What is expected – Search the records for "Some". Copy every line where it appears.

(Collected data)
*-*-*

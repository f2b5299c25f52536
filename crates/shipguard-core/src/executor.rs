//! The safe-action executor: the policy-bound incident pipeline.
//!
//! The executor enforces the execution model:
//!
//!   Audit → Policy gate (per action) → [ActionDispatcher::dispatch] → Decision record
//!
//! The gating invariant is absolute: `ActionDispatcher::dispatch()` is NEVER
//! called unless `PolicyEngine::evaluate()` returned `allowed` for that
//! action. A denial is a normal, recorded outcome — never an error.

use std::sync::Arc;

use chrono::{DateTime, Utc};
use tracing::{debug, info, warn};

use shipguard_contracts::{
    action::{ActionOutcome, PolicyContext, SafeAction},
    audit::AuditResult,
    decision::{DecisionDraft, DecisionLogEntry, DecisionSummary},
    error::ShipguardResult,
};

use crate::traits::{ActionDispatcher, Auditor, DecisionStore, PolicyEngine, ShipmentStore};

/// Everything one end-to-end incident handling call produced.
#[derive(Debug, Clone)]
pub struct IncidentReport {
    pub audit_result: AuditResult,
    pub outcomes: Vec<ActionOutcome>,
    pub decision_log_id: String,
}

/// The central executor driving audit, policy gating, action execution, and
/// decision logging.
///
/// Owns the trusted components; holds shared handles to the shipment store
/// and the decision log so callers can observe the log independently.
pub struct IncidentExecutor {
    store: Arc<dyn ShipmentStore>,
    auditor: Box<dyn Auditor>,
    policy: Box<dyn PolicyEngine>,
    dispatcher: Box<dyn ActionDispatcher>,
    log: Arc<dyn DecisionStore>,
}

impl IncidentExecutor {
    pub fn new(
        store: Arc<dyn ShipmentStore>,
        auditor: Box<dyn Auditor>,
        policy: Box<dyn PolicyEngine>,
        dispatcher: Box<dyn ActionDispatcher>,
        log: Arc<dyn DecisionStore>,
    ) -> Self {
        Self {
            store,
            auditor,
            policy,
            dispatcher,
            log,
        }
    }

    /// Audit a shipment without executing anything.
    pub fn audit(
        &self,
        tracking_number: &str,
        reference_time: Option<DateTime<Utc>>,
    ) -> ShipguardResult<AuditResult> {
        self.auditor.audit(tracking_number, reference_time)
    }

    /// The most recent `limit` decision records, most-recent-first.
    pub fn last_decisions(&self, limit: usize) -> Vec<DecisionLogEntry> {
        self.log.last_n(limit)
    }

    /// Gate one candidate action through policy and execute it if allowed.
    ///
    /// Always returns an outcome; a denial is recorded with its reason and
    /// the rule that fired.
    pub fn execute_action(
        &self,
        action: SafeAction,
        audit: &AuditResult,
        vendor_delay_count: Option<u32>,
    ) -> ActionOutcome {
        let ctx = PolicyContext {
            audit,
            vendor_delay_count,
        };
        let check = self.policy.evaluate(action, &ctx);

        if check.allowed {
            debug!(
                action = action.as_str(),
                rule = %check.rule_evaluated,
                tracking_number = %audit.tracking_number,
                "policy allowed action, dispatching"
            );
            // The ONLY dispatch call site in the pipeline.
            self.dispatcher.dispatch(action, audit);
        } else {
            warn!(
                action = action.as_str(),
                rule = %check.rule_evaluated,
                reason = %check.reason,
                tracking_number = %audit.tracking_number,
                "policy denied action"
            );
        }

        ActionOutcome {
            action,
            requested: true,
            executed: check.allowed,
            denied: !check.allowed,
            denial_reason: (!check.allowed).then(|| check.reason.clone()),
            policy_check: check,
            timestamp: Utc::now(),
        }
    }

    /// Run the full incident pipeline for one shipment.
    ///
    /// # Pipeline
    ///
    /// 1. Resolve the reference instant once — the given value or now — and
    ///    use that same instant for the audit and for vendor repeat-offense
    ///    counting.
    /// 2. Audit the shipment. An unresolved tracking number propagates here,
    ///    before any policy evaluation and without a decision record.
    /// 3. Restrict the suggestions to the executable action kinds,
    ///    deduplicated in suggestion order.
    /// 4. Count the courier's shipments currently exhibiting a delay anomaly.
    /// 5. Gate and execute each candidate.
    /// 6. Append exactly one decision record summarizing everything.
    pub fn handle_incident(
        &self,
        tracking_number: &str,
        reference_time: Option<DateTime<Utc>>,
    ) -> ShipguardResult<IncidentReport> {
        let reference = reference_time.unwrap_or_else(Utc::now);

        let audit = self.auditor.audit(tracking_number, Some(reference))?;

        let mut candidates: Vec<SafeAction> = Vec::new();
        for suggested in &audit.suggested_actions {
            if let Some(action) = SafeAction::from_suggested(*suggested) {
                if !candidates.contains(&action) {
                    candidates.push(action);
                }
            }
        }

        let vendor_delay_count = self.vendor_delay_count(&audit.courier_code, reference);

        let mut outcomes: Vec<ActionOutcome> = Vec::with_capacity(candidates.len());
        let mut rules_evaluated: Vec<String> = Vec::new();
        for &action in &candidates {
            let outcome = self.execute_action(action, &audit, Some(vendor_delay_count));
            if !rules_evaluated.contains(&outcome.policy_check.rule_evaluated) {
                rules_evaluated.push(outcome.policy_check.rule_evaluated.clone());
            }
            outcomes.push(outcome);
        }

        let entry = self.log.append(DecisionDraft {
            tracking_number: audit.tracking_number.clone(),
            courier_code: audit.courier_code.clone(),
            audit: DecisionSummary::from(&audit),
            requested_actions: candidates,
            outcomes: outcomes.clone(),
            policy_rules_evaluated: rules_evaluated,
        })?;

        info!(
            decision_id = %entry.id,
            tracking_number = %audit.tracking_number,
            verdict = ?audit.verdict,
            executed = outcomes.iter().filter(|o| o.executed).count(),
            denied = outcomes.iter().filter(|o| o.denied).count(),
            "incident handled"
        );

        Ok(IncidentReport {
            audit_result: audit,
            outcomes,
            decision_log_id: entry.id,
        })
    }

    /// How many of the courier's shipments exhibit a delay anomaly at the
    /// given reference instant.
    fn vendor_delay_count(&self, courier_code: &str, reference: DateTime<Utc>) -> u32 {
        self.store
            .by_courier(courier_code)
            .iter()
            .filter(|s| self.auditor.has_delay_anomaly(s, reference))
            .count() as u32
    }
}

// ── Tests ────────────────────────────────────────────────────────────────────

*-*-*

Output for this exercise –
        let audit = self.auditor.audit(tracking_number, Some(reference))?;
            if let Some(action) = SafeAction::from_suggested(*suggested) {
            let outcome = self.execute_action(action, &audit, Some(vendor_delay_count));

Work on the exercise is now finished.